Der Vorteil solcher Gerichte liegt auch für Louis Kotzé klar auf der Hand: "Es ist ganz einfach: Sie haben mehr Zeit und eigene Mittel, sich um diese besonderen Angelegenheiten zu kümmern. Mitarbeiter sprechen mit den Menschen, untersuchen die Lage vor Ort, um sich ein Bild zu machen", sagt Kotzé. Der Professor für Umweltrecht lehrt an der Nordwest-Universität in Südafrika. In manchen Fällen seien die normalen Gerichte schon ausreichend ausgestattet, um Umweltprozesse zu verhandeln. Zum Beispiel in Südafrika. Dort sei allerdings auch das Potential für die Einrichtung von besonderen Umweltgerichten noch nicht ausgeschöpft. "Zwei Gerichte mit einem speziellen Schwerpunkt auf Umweltverfahren seien vor Jahren kurz nach der Eröffnung wieder geschlossen worden – sie hatten allerdings mit der Wilderei von Seeschnecken und mit illegaler Fischerei zu tun", sagt Kotzé im DW-Interview.

Elektroschrott in Nigeria
Ohne entsprechende Gesetzte können die Gerichte nicht viel gegen Umweltverschmutzung ausrichten Bild: DW

Die Details von Umweltprozessen und die Frage, was Klimawandel verursacht seien kompliziert. Daher sollen sie aus Sicht von Kotzé auch speziellen Gerichten  überlassen werden. "Sie können die Sache gezielter angehen, können sich besser einer Konfliktlösung widmen und bieten auch eine alternative Plattform für einen einfacheren Zugang zur Justiz und schnellere Abwicklung der Klagen." Aus seiner Sicht sind Umweltgerichte extrem nützlich. Der Nutzen überwiege die Kosten. 

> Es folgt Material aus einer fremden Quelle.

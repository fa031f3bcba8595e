//! Error types for request signing.

/// Errors that can occur while signing a request.
#[derive(Debug, thiserror::Error)]
pub enum SigningError {
    /// A required credential environment variable is not set.
    #[error("Missing credential: {0} is not set")]
    MissingCredential(&'static str),

    /// The request has neither a `host` header nor an authority in its URI.
    #[error("Request has no host to sign")]
    MissingHost,

    /// A header value is not visible ASCII and cannot be signed.
    #[error("Header {0} has a non-ASCII value")]
    InvalidHeaderValue(String),

    /// A computed header could not be inserted into the request.
    #[error("Generated header {0} is not a valid header value")]
    InvalidGeneratedHeader(&'static str),

    /// The HMAC key could not be initialized.
    #[error("Invalid HMAC key length")]
    InvalidKey,
}
//! Access key material used to sign requests.

use std::fmt;

use crate::error::SigningError;

/// An access key pair and optional session token.
#[derive(Clone, PartialEq, Eq)]
pub struct Credentials {
    /// The access key ID.
    pub access_key_id: String,
    /// The secret access key.
    pub secret_access_key: String,
    /// A session token for temporary credentials.
    pub session_token: Option<String>,
}

impl Credentials {
    /// Long-term credentials without a session token.
    pub fn new(access_key_id: impl Into<String>, secret_access_key: impl Into<String>) -> Self {
        Self {
            access_key_id: access_key_id.into(),
            secret_access_key: secret_access_key.into(),
            session_token: None,
        }
    }

    /// Attach a session token.
    #[must_use]
    pub fn with_session_token(mut self, token: impl Into<String>) -> Self {
        self.session_token = Some(token.into());
        self
    }

    /// Read `AWS_ACCESS_KEY_ID`, `AWS_SECRET_ACCESS_KEY` and the optional
    /// `AWS_SESSION_TOKEN` from the environment.
    pub fn from_env() -> Result<Self, SigningError> {
        Self::from_lookup(|name| std::env::var(name).ok())
    }

    /// Same as [`Credentials::from_env`] with a custom variable lookup.
    pub fn from_lookup(lookup: impl Fn(&str) -> Option<String>) -> Result<Self, SigningError> {
        let non_empty = |name: &'static str| lookup(name).filter(|v| !v.is_empty());

        let access_key_id = non_empty("AWS_ACCESS_KEY_ID")
            .ok_or(SigningError::MissingCredential("AWS_ACCESS_KEY_ID"))?;
        let secret_access_key = non_empty("AWS_SECRET_ACCESS_KEY")
            .ok_or(SigningError::MissingCredential("AWS_SECRET_ACCESS_KEY"))?;
        Ok(Self {
            access_key_id,
            secret_access_key,
            session_token: non_empty("AWS_SESSION_TOKEN"),
        })
    }
}

// Secrets stay out of logs.
impl fmt::Debug for Credentials {
    fn fmt(&self, f: &mut fmt::Formatter<'_>) -> fmt::Result {
        f.debug_struct("Credentials")
            .field("access_key_id", &self.access_key_id)
            .field("secret_access_key", &"<redacted>")
            .field("session_token", &self.session_token.as_ref().map(|_| "<redacted>"))
            .finish()
    }
}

 "Viel hängt von der Rechtsstaatlichkeit in dem jeweiligen Land ab. Es ist sicher von Vorteil, wenn es starke Umweltgesetze gibt und die Gerichte unabhängig sind", sagt der Professor. Die größte Bedrohung komme von reichen und mächtigen internationalen Unternehmen, die von speziellen Gerichten zur Verantwortung gezogen werden könnten: Indem sie über den normalen Prozess hinaus auch den Missbrauch von Menschenrechten in Betrachtung ziehen.